I've said it before and I'll say it again: there is no wrong way to give birth.
Whether you have a vaginal delivery in a meadow of wildflowers or you schedule a C-section for a week before your estimated due date, you are entitled to that choice. Now, birth is unpredictable - so even if you would like to have a delivery without using pain relief, or without getting a C-section, you might not be able to achieve that. I know someone who had spent several hours in labor. She didn't seem to be making much progress and eventually her baby's heart rate started to decline during contractions. That is a definite sign of fetal distress - significant decelerations, especially ones that make it hard for the baby to recover their average heart rate - that's definitely a sign for concern. A responsible obstetrician will be monitoring those decelerations like a hawk!
My friend's obstetrician knew that she desperately wanted to have a vaginal birth. It was her first child. The obstetrician explained that it was now or never, that the baby's heart rate meant that they needed to do a C-section or the baby needed to be born within minutes. They prepped my friend for the O.R., wheeled her in, and the obstetrician said, "I have an idea. If you can get this baby out in 3 pushes while I assist you with the vacuum, we won't do the C-section." Summoning that otherworldly motherly strength that can only arise during the throes of labor, my friend delivered her baby vaginally and avoided a C-section. Her baby is healthy, thankfully! Those decels didn't harm him.
The truth is, most women don't want a C-section. Practically speaking, C-sections are a major operation! They require more recovery time and increase risk of complications during - and after - delivery. On a more emotional or psychological level, we still see a stigma around having a c-section. I've seen women so torn up about their perceived failure to birth their baby vaginally that their C-section is deeply traumatic. It causes them lifelong anxiety. This breaks my heart. No form of birth is better than another; they each have their place, their risks, and their benefits.
The World Health Organization, WHO, estimates that 10% of labors will necessarily result in a c-section.
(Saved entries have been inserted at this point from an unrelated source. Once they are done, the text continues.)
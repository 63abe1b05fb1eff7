//! # colloquy-client
//!
//! The live half of the sync subsystem:
//!
//! - [`ConnectionManager`]: channel lifecycle, handshake, reconnection
//! - [`EventCoalescer`]: burst batching ahead of the reducer
//! - command channel: request/ack moderator commands
//! - [`SyncContext`]: the facade owning one of each, plus the reduced
//!   session state
//!
//! The WebSocket lives behind the [`Transport`] trait so tests drive the
//! whole stack through an in-memory channel pair.

#![deny(unsafe_code)]

pub mod coalescer;
pub mod commands;
pub mod connection;
pub mod context;
pub mod observer;
pub mod transport;

#[doc(hidden)]
pub mod testing;

pub use coalescer::EventCoalescer;
pub use connection::ConnectionManager;
pub use context::SyncContext;
pub use observer::{ConnectionState, SyncNotice};
pub use transport::{TokenProvider, Transport, TransportHandle, WsTransport};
That is to say, not every birth can safely be vaginal. Knowing this, we can see that c-sections are a wonderful invention! Without them, up to 10% of births could have really disastrous outcomes.
Before I go any further, I want to add a disclaimer. I don't write this to scare anyone. I don't write it to shame anyone, and I don't write it to point fingers. I'm sharing this information because it is the basic knowledge that a doctor is ethically required to share with a laboring mother before they perform a C-section. If you're a pregnant woman, this is absolutely crucial information to have!
Every time a woman has a C-section, her risk for placenta accreta, increases by 10%. To quote the American College of Obstetricians and Gynecologist (ACOG),
The incidence of placenta accreta has increased and seems to parallel the increasing cesarean delivery rate. The authors of one study found that in the presence of a placenta previa, the risk of placenta accreta was 3%, 11%, 40%, 61%, and 67% for the first, second, third, fourth, and fifth or greater repeat cesarean deliveries, respectively.
Placenta accreta is one of the deadliest maternal health conditions, leading to death in up to 7% of affected women.
Because ACOG recognizes that the risk for placenta accreta increases with each subsequent C-section, they recommend that primips (or first-time mothers) get a doctor's best effort to deliver vaginally. That is, a woman who is giving birth for the first time should receive the support and time that her body needs to bring that baby earthside through a vaginal delivery. If there is a risk that the baby might not survive that delivery, or that the mother might not survive, then by all means - use that C-section! But if it is at all possible, if the baby is not at risk, and the mother is not at risk, then a great obstetrician will allow a mother to labor as long as she needs to to achieve a vaginal birth. If a primip delivers vaginally, her chances for each future delivery being vaginal increase.